The knee replacement was a more difficult operation to develop than the hip replacement because the knee involves three bones, two joints and a patella (i.e. the knee-cap). For that reason, some early knee replacements were not very successful and much development has taken place to ensure the success of the procedure.

For the most part, surgery now is as minimally intrusive as possible and some patients will have ‘partial’ knee replacements involving only one compartment of their knee. Current knee replacements are almost as successful as hip replacements and surgeons are much better at selecting the patients who will get the best outcomes.

Despite this, the length of stay in hospital is usually slightly longer than after a hip replacement and post-operative rehabilitation at home may take a little longer. Although, for some, the return to work can still be quick (one to two weeks) the majority of patients will require three to four weeks or longer to return.

There is clear evidence that people who follow the post-operative physiotherapy exercises provided and put in the necessary hard work have the best surgical outcomes in terms of issues such as improved mobility and reduced pain. In short, being passive does not produce the best results.

Also, some people find it difficult to ‘adjust’ to a new knee, which can make them reluctant or fearful to carry out the physiotherapy exercises required to speed up their return to a good or improved level of mobility and ensure they get the best results from the operation. The scar down the front of the leg is much more obvious than the one after a hip replacement and this may act as an initial psychological barrier to ‘accepting’ the joint and being prepared to trust it to do the necessary exercises.

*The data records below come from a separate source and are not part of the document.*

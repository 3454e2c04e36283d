mod common;

use common::{FakeHost, diagnostic};
use editor_overlay::{
    DecorationClass, DiagnosticSeverity, EditorHandle, HostEditor, InlineDiagnosticsOverlay,
    OverlayManager, OverlaySettings, OverlaySources, SeverityFilter,
};
use pretty_assertions::assert_eq;
use std::sync::Arc;

const PATH: &str = "/src/eval.rs";
const EDITOR: EditorHandle = EditorHandle(11);

fn setup() -> (Arc<FakeHost>, OverlaySources, OverlayManager<InlineDiagnosticsOverlay>) {
    let host = Arc::new(FakeHost::new());
    let sources = OverlaySources::new(
        Arc::clone(&host) as Arc<dyn HostEditor>,
        OverlaySettings::default(),
    );
    sources.buffers.open(PATH, "l1\nl2\nl3\nl4\nl5\n", None);
    let manager = OverlayManager::new(sources.clone(), InlineDiagnosticsOverlay::new());
    manager.attach(EDITOR, PATH, None);
    (host, sources, manager)
}

#[test]
fn test_no_diagnostics_renders_nothing() {
    let (host, _sources, manager) = setup();
    assert_eq!(manager.render_count(), 1);
    assert_eq!(host.live_count(EDITOR), 0);
}

#[test]
fn test_error_wins_over_warning_on_same_line() {
    let (host, sources, _manager) = setup();
    sources.diagnostics.replace(
        PATH,
        vec![
            diagnostic("w", PATH, DiagnosticSeverity::Warning, 3, "unused variable"),
            diagnostic("e", PATH, DiagnosticSeverity::Error, 3, "type mismatch"),
        ],
    );

    let live = host.live_decorations(EDITOR);
    assert_eq!(live.len(), 1);
    assert_eq!(live[0].line, 3);
    assert_eq!(
        live[0].class,
        DecorationClass::InlineDiagnostic(DiagnosticSeverity::Error)
    );
    assert_eq!(live[0].text.as_deref(), Some("type mismatch (+1 more)"));
    assert_eq!(
        live[0].hover.as_deref(),
        Some("[warning] unused variable\n[error] type mismatch")
    );
}

#[test]
fn test_first_seen_wins_ties() {
    let (host, sources, _manager) = setup();
    sources.diagnostics.replace(
        PATH,
        vec![
            diagnostic("a", PATH, DiagnosticSeverity::Warning, 1, "first"),
            diagnostic("b", PATH, DiagnosticSeverity::Warning, 1, "second"),
            diagnostic("c", PATH, DiagnosticSeverity::Warning, 2, "other line"),
        ],
    );

    let texts: Vec<(usize, Option<String>)> = host
        .live_decorations(EDITOR)
        .into_iter()
        .map(|d| (d.line, d.text))
        .collect();
    assert_eq!(
        texts,
        vec![
            (1, Some("first (+1 more)".to_string())),
            (2, Some("other line".to_string())),
        ]
    );
}

#[test]
fn test_long_and_multiline_messages_are_shortened() {
    let (host, sources, _manager) = setup();
    sources.settings.update(|s| s.inline_diagnostic_max_length = 12);
    sources.diagnostics.replace(
        PATH,
        vec![
            diagnostic(
                "long",
                PATH,
                DiagnosticSeverity::Error,
                1,
                "mismatched types: expected u32",
            ),
            diagnostic(
                "multi",
                PATH,
                DiagnosticSeverity::Error,
                2,
                "borrow error\nnote: value moved here",
            ),
        ],
    );

    let live = host.live_decorations(EDITOR);
    assert_eq!(live[0].text.as_deref(), Some("mismatched …"));
    assert_eq!(live[1].text.as_deref(), Some("borrow error"));
    assert_eq!(
        live[1].hover.as_deref(),
        Some("[error] borrow error\nnote: value moved here")
    );
}

#[test]
fn test_severity_filter() {
    let (host, sources, _manager) = setup();
    sources.diagnostics.replace(
        PATH,
        vec![
            diagnostic("h", PATH, DiagnosticSeverity::Hint, 1, "consider this"),
            diagnostic("i", PATH, DiagnosticSeverity::Information, 2, "fyi"),
            diagnostic("w", PATH, DiagnosticSeverity::Warning, 3, "careful"),
        ],
    );
    // Default filter: errors and warnings only.
    let lines: Vec<usize> = host
        .live_decorations(EDITOR)
        .iter()
        .map(|d| d.line)
        .collect();
    assert_eq!(lines, vec![3]);

    sources
        .settings
        .update(|s| s.inline_diagnostic_severities = SeverityFilter::all());
    assert_eq!(host.live_count(EDITOR), 3);

    sources
        .settings
        .update(|s| s.inline_diagnostic_severities = SeverityFilter::none());
    assert_eq!(host.live_count(EDITOR), 0);
}

#[test]
fn test_lines_outside_buffer_are_skipped() {
    let (host, sources, _manager) = setup();
    sources.diagnostics.replace(
        PATH,
        vec![
            diagnostic("in", PATH, DiagnosticSeverity::Error, 5, "last line"),
            diagnostic("out", PATH, DiagnosticSeverity::Error, 9, "stale"),
            diagnostic("zero", PATH, DiagnosticSeverity::Error, 0, "bogus"),
        ],
    );
    let lines: Vec<usize> = host
        .live_decorations(EDITOR)
        .iter()
        .map(|d| d.line)
        .collect();
    assert_eq!(lines, vec![5]);

    // Growing the buffer brings the stale diagnostic back into range.
    sources
        .buffers
        .set_current(PATH, "l1\nl2\nl3\nl4\nl5\nl6\nl7\nl8\nl9\n");
    assert_eq!(host.live_count(EDITOR), 2);
}

#[test]
fn test_host_line_count_takes_precedence() {
    let (host, sources, manager) = setup();
    host.open_model(PATH, 2);
    sources.diagnostics.replace(
        PATH,
        vec![diagnostic("e", PATH, DiagnosticSeverity::Error, 4, "beyond host model")],
    );
    assert_eq!(host.live_count(EDITOR), 0);
    assert_eq!(manager.render_count(), 2);
}

#[test]
fn test_clearing_file_removes_messages() {
    let (host, sources, _manager) = setup();
    sources.diagnostics.replace(
        PATH,
        vec![diagnostic("e", PATH, DiagnosticSeverity::Error, 1, "boom")],
    );
    assert_eq!(host.live_count(EDITOR), 1);

    sources.diagnostics.clear_file(PATH);
    assert_eq!(host.live_count(EDITOR), 0);
}

#[test]
fn test_disabled_setting() {
    let (host, sources, _manager) = setup();
    sources.diagnostics.replace(
        PATH,
        vec![diagnostic("e", PATH, DiagnosticSeverity::Error, 1, "boom")],
    );
    sources
        .settings
        .update(|s| s.inline_diagnostics_enabled = false);
    assert_eq!(host.live_count(EDITOR), 0);
}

In short, the extent of the scar can create an unfounded fear of damaging it through exercise – though this is very unlikely if the physiotherapy instructions are followed correctly.

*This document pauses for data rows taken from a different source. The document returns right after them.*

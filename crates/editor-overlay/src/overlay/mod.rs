//! Overlay managers: per-(editor, overlay kind) controllers that keep host decorations in sync
//! with their state sources.
//!
//! An [`OverlayManager`] is a two-state machine, `Detached → Attached → Detached`:
//!
//! - [`attach`](OverlayManager::attach) binds the manager to an editor pane and file path,
//!   subscribes to every [`EventTopic`] the overlay kind depends on and renders once. Attaching
//!   an attached manager detaches it first.
//! - [`detach`](OverlayManager::detach) clears the decorations it applied (by handle), drops
//!   every subscription and forgets the binding. It is idempotent.
//! - [`refresh`](OverlayManager::refresh) forces one render pass.
//!
//! What gets rendered is decided by an [`OverlayRenderer`]; see [`GutterChangeOverlay`],
//! [`InlineBlameOverlay`] and [`InlineDiagnosticsOverlay`]. Every render pass replaces the full
//! decoration set of the manager through a single [`HostEditor::set_decorations`] call.
//!
//! Rendering is best effort: host failures are logged and swallowed, and the manager then
//! treats its decoration list as empty.

mod blame;
mod diagnostics;
mod gutter;

pub use blame::InlineBlameOverlay;
pub use diagnostics::InlineDiagnosticsOverlay;
pub use gutter::GutterChangeOverlay;

use crate::blame::VcsState;
use crate::buffers::BufferTextStore;
use crate::diagnostics::DiagnosticsIndex;
use crate::events::{EventBus, EventTopic, OverlayEvent, SubscriptionToken};
use crate::host::{DecorationDescriptor, DecorationHandle, EditorHandle, HostEditor};
use crate::settings::{OverlaySettings, SettingsStore};
use parking_lot::Mutex;
use std::sync::{Arc, Weak};

/// The overlay categories.
#[derive(Debug, Clone, Copy, PartialEq, Eq, Hash)]
pub enum OverlayKind {
    /// Added/modified bars in the gutter.
    GutterChange,
    /// After-line blame attribution.
    InlineBlame,
    /// After-line diagnostic messages.
    InlineDiagnostic,
}

impl OverlayKind {
    /// Stable lowercase name.
    pub fn as_str(self) -> &'static str {
        match self {
            Self::GutterChange => "gutter-change",
            Self::InlineBlame => "inline-blame",
            Self::InlineDiagnostic => "inline-diagnostic",
        }
    }
}

impl std::fmt::Display for OverlayKind {
    fn fmt(&self, f: &mut std::fmt::Formatter<'_>) -> std::fmt::Result {
        f.write_str(self.as_str())
    }
}

/// Shared state containers and the host adapter, injected into every manager.
#[derive(Clone)]
pub struct OverlaySources {
    /// Event bus all containers publish on.
    pub bus: Arc<EventBus>,
    /// User settings.
    pub settings: Arc<SettingsStore>,
    /// Diagnostics index.
    pub diagnostics: Arc<DiagnosticsIndex>,
    /// Blame cache + branch identity.
    pub vcs: Arc<VcsState>,
    /// Current/reference texts.
    pub buffers: Arc<BufferTextStore>,
    /// Host editor adapter.
    pub host: Arc<dyn HostEditor>,
}

impl OverlaySources {
    /// Create fresh containers around `host`, all publishing on one new bus.
    pub fn new(host: Arc<dyn HostEditor>, settings: OverlaySettings) -> Self {
        let bus = Arc::new(EventBus::new());
        Self {
            settings: Arc::new(SettingsStore::new(settings, Arc::clone(&bus))),
            diagnostics: Arc::new(DiagnosticsIndex::new(Arc::clone(&bus))),
            vcs: Arc::new(VcsState::new(Arc::clone(&bus))),
            buffers: Arc::new(BufferTextStore::new(Arc::clone(&bus))),
            bus,
            host,
        }
    }

    /// Current line count of `path`: the host's view if it has one, else the text store's.
    pub fn line_count(&self, path: &str) -> Option<usize> {
        self.host
            .model_for_path(path)
            .and_then(|buffer| self.host.line_count(buffer))
            .or_else(|| self.buffers.line_count(path))
    }
}

impl std::fmt::Debug for OverlaySources {
    fn fmt(&self, f: &mut std::fmt::Formatter<'_>) -> std::fmt::Result {
        f.debug_struct("OverlaySources")
            .field("bus", &self.bus)
            .field("diagnostics", &self.diagnostics)
            .field("vcs", &self.vcs)
            .field("buffers", &self.buffers)
            .finish_non_exhaustive()
    }
}

/// What a manager is attached to.
#[derive(Debug, Clone, PartialEq, Eq)]
pub struct BufferBinding {
    /// Host editor pane.
    pub editor: EditorHandle,
    /// File path of the buffer shown in the pane.
    pub path: String,
    /// Optional caller-defined context (e.g. split-view id), carried for logging.
    pub context_key: Option<String>,
}

/// Inputs of one render pass.
pub struct RenderContext<'a> {
    /// Binding being rendered.
    pub binding: &'a BufferBinding,
    /// Shared sources.
    pub sources: &'a OverlaySources,
    /// Settings snapshot taken at the start of the pass.
    pub settings: &'a OverlaySettings,
}

/// Rendering rule of one overlay kind.
pub trait OverlayRenderer: Send + 'static {
    /// Overlay kind.
    fn kind(&self) -> OverlayKind;

    /// Topics whose events trigger a render pass.
    fn dependencies(&self) -> &'static [EventTopic];

    /// Build the complete decoration set for the binding. An empty set clears the overlay.
    fn render(&mut self, ctx: &RenderContext<'_>) -> Vec<DecorationDescriptor>;

    /// Called when the manager detaches; drop any per-binding cache here.
    fn reset(&mut self) {}
}

/// Runtime record of one attachment.
#[derive(Debug)]
struct OverlayAttachment {
    binding: BufferBinding,
    decorations: Vec<DecorationHandle>,
    subscriptions: Vec<SubscriptionToken>,
}

struct ManagerState<R> {
    renderer: R,
    attachment: Option<OverlayAttachment>,
    render_count: u64,
}

struct ManagerInner<R> {
    sources: OverlaySources,
    state: Mutex<ManagerState<R>>,
}

impl<R: OverlayRenderer> ManagerInner<R> {
    fn render_pass(&self, state: &mut ManagerState<R>) {
        let Some(attachment) = state.attachment.as_mut() else {
            return;
        };

        let settings = self.sources.settings.get();
        let decorations = state.renderer.render(&RenderContext {
            binding: &attachment.binding,
            sources: &self.sources,
            settings: &settings,
        });

        let kind = state.renderer.kind();
        tracing::trace!(
            %kind,
            path = %attachment.binding.path,
            decorations = decorations.len(),
            "overlay render pass"
        );

        match self.sources.host.set_decorations(
            attachment.binding.editor,
            &attachment.decorations,
            &decorations,
        ) {
            Ok(handles) => attachment.decorations = handles,
            Err(error) => {
                tracing::debug!(
                    %kind,
                    path = %attachment.binding.path,
                    context = ?attachment.binding.context_key,
                    %error,
                    "decoration update failed; treating overlay as cleared"
                );
                attachment.decorations.clear();
            }
        }
        state.render_count = state.render_count.saturating_add(1);
    }

    fn handle_event(&self, event: &OverlayEvent) {
        let mut state = self.state.lock();
        let Some(attachment) = state.attachment.as_ref() else {
            // Delivered after detach.
            return;
        };
        if event
            .path()
            .is_some_and(|path| path != attachment.binding.path)
        {
            return;
        }
        self.render_pass(&mut state);
    }

    fn detach_locked(&self, state: &mut ManagerState<R>) -> bool {
        let Some(attachment) = state.attachment.take() else {
            return false;
        };

        for token in &attachment.subscriptions {
            self.sources.bus.unsubscribe(*token);
        }

        if !attachment.decorations.is_empty()
            && let Err(error) = self.sources.host.set_decorations(
                attachment.binding.editor,
                &attachment.decorations,
                &[],
            )
        {
            // A disposed editor took its decorations with it.
            tracing::debug!(
                kind = %state.renderer.kind(),
                path = %attachment.binding.path,
                %error,
                "clearing decorations on detach failed"
            );
        }

        state.renderer.reset();
        true
    }
}

/// Controller for one overlay kind on one editor pane.
///
/// Managers are plain objects owned by whoever owns the pane; dropping one detaches it.
pub struct OverlayManager<R: OverlayRenderer> {
    inner: Arc<ManagerInner<R>>,
}

impl<R: OverlayRenderer> OverlayManager<R> {
    /// Create a detached manager.
    pub fn new(sources: OverlaySources, renderer: R) -> Self {
        Self {
            inner: Arc::new(ManagerInner {
                sources,
                state: Mutex::new(ManagerState {
                    renderer,
                    attachment: None,
                    render_count: 0,
                }),
            }),
        }
    }

    /// Bind to `editor` showing `path`, subscribe to the renderer's dependencies and render once.
    ///
    /// An existing binding is fully detached first.
    pub fn attach(&self, editor: EditorHandle, path: &str, context_key: Option<String>) {
        let mut state = self.inner.state.lock();
        if self.inner.detach_locked(&mut state) {
            tracing::debug!(kind = %state.renderer.kind(), "re-attach: previous binding detached");
        }

        let subscriptions: Vec<SubscriptionToken> = state
            .renderer
            .dependencies()
            .iter()
            .map(|&topic| {
                let weak: Weak<ManagerInner<R>> = Arc::downgrade(&self.inner);
                self.inner.sources.bus.subscribe(topic, move |event| {
                    if let Some(inner) = weak.upgrade() {
                        inner.handle_event(event);
                    }
                })
            })
            .collect();

        state.attachment = Some(OverlayAttachment {
            binding: BufferBinding {
                editor,
                path: path.to_string(),
                context_key,
            },
            decorations: Vec::new(),
            subscriptions,
        });
        self.inner.render_pass(&mut state);
    }

    /// Clear decorations, unsubscribe and forget the binding. No-op when detached.
    pub fn detach(&self) {
        let mut state = self.inner.state.lock();
        self.inner.detach_locked(&mut state);
    }

    /// Force one render pass. No-op when detached.
    pub fn refresh(&self) {
        let mut state = self.inner.state.lock();
        self.inner.render_pass(&mut state);
    }

    /// `true` while attached.
    pub fn is_attached(&self) -> bool {
        self.inner.state.lock().attachment.is_some()
    }

    /// Overlay kind of this manager.
    pub fn kind(&self) -> OverlayKind {
        self.inner.state.lock().renderer.kind()
    }

    /// Current binding, if attached.
    pub fn binding(&self) -> Option<BufferBinding> {
        self.inner
            .state
            .lock()
            .attachment
            .as_ref()
            .map(|a| a.binding.clone())
    }

    /// Handles of the decorations currently applied by this manager.
    pub fn decoration_handles(&self) -> Vec<DecorationHandle> {
        self.inner
            .state
            .lock()
            .attachment
            .as_ref()
            .map(|a| a.decorations.clone())
            .unwrap_or_default()
    }

    /// Number of subscriptions held by the current attachment.
    pub fn subscription_count(&self) -> usize {
        self.inner
            .state
            .lock()
            .attachment
            .as_ref()
            .map_or(0, |a| a.subscriptions.len())
    }

    /// Total render passes performed over the manager's lifetime.
    pub fn render_count(&self) -> u64 {
        self.inner.state.lock().render_count
    }

    /// Read renderer state (e.g. the gutter's last diff result).
    pub fn with_renderer<T>(&self, f: impl FnOnce(&R) -> T) -> T {
        f(&self.inner.state.lock().renderer)
    }
}

impl<R: OverlayRenderer> Drop for OverlayManager<R> {
    fn drop(&mut self) {
        self.detach();
    }
}

impl<R: OverlayRenderer> std::fmt::Debug for OverlayManager<R> {
    fn fmt(&self, f: &mut std::fmt::Formatter<'_>) -> std::fmt::Result {
        let state = self.inner.state.lock();
        f.debug_struct("OverlayManager")
            .field("kind", &state.renderer.kind())
            .field("attachment", &state.attachment)
            .field("render_count", &state.render_count)
            .finish()
    }
}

Principles of return to work after hip and knee replacements

Most patients returning to work after hip or knee replacement surgery are much less disabled than they were before the operation and need much less help at work than they did before.

Although it may take up to three to six months for someone to fully recover, work can be an excellent part of rehabilitation. It is somewhat easier to get back to full fitness at work after a hip rather than a knee replacement. However, most people will be able to return to work after both operations (either to their previous role or an amended or different role or job), especially if their employer takes appropriate steps to support their return.

An important consideration when returning is the commute. Some surgeons advise not driving for four to six weeks following a hip or knee replacement, which can affect an individual’s ability to return to work. However, the UK government’s Access to Work scheme will in certain cases provide a financial grant to cover some or all of the cost of taxi fares in the short term.

Any workplace adjustments that were helpful to the worker before the operation may also be helpful afterwards, such as extra rest breaks. However, whenever possible and appropriate, both the employer and the worker should have a clear aim that the individual will return to their previous type, level and intensity of work without any special adjustments after a few weeks or months.

Nevertheless, for some people it may be much harder to return to very physically demanding work after a hip or knee replacement. For those people, it might be more realistic and appropriate for the employer and individual to consider whether the worker should have an amended role or tasks or be redeployed in some way to accommodate their physical condition after the operation.

However, as with any adaptations when an employee has a health condition or disability, these need to be discussed and agreed between the employer and the employee.

Professor Karen Walker-Bone is professor of occupational rheumatology and director of the Monash Centre for Occupational and Environmental Health in Australia. She was previously director of the UK’s MRC Versus Arthritis Centre for Musculoskeletal Health and Work.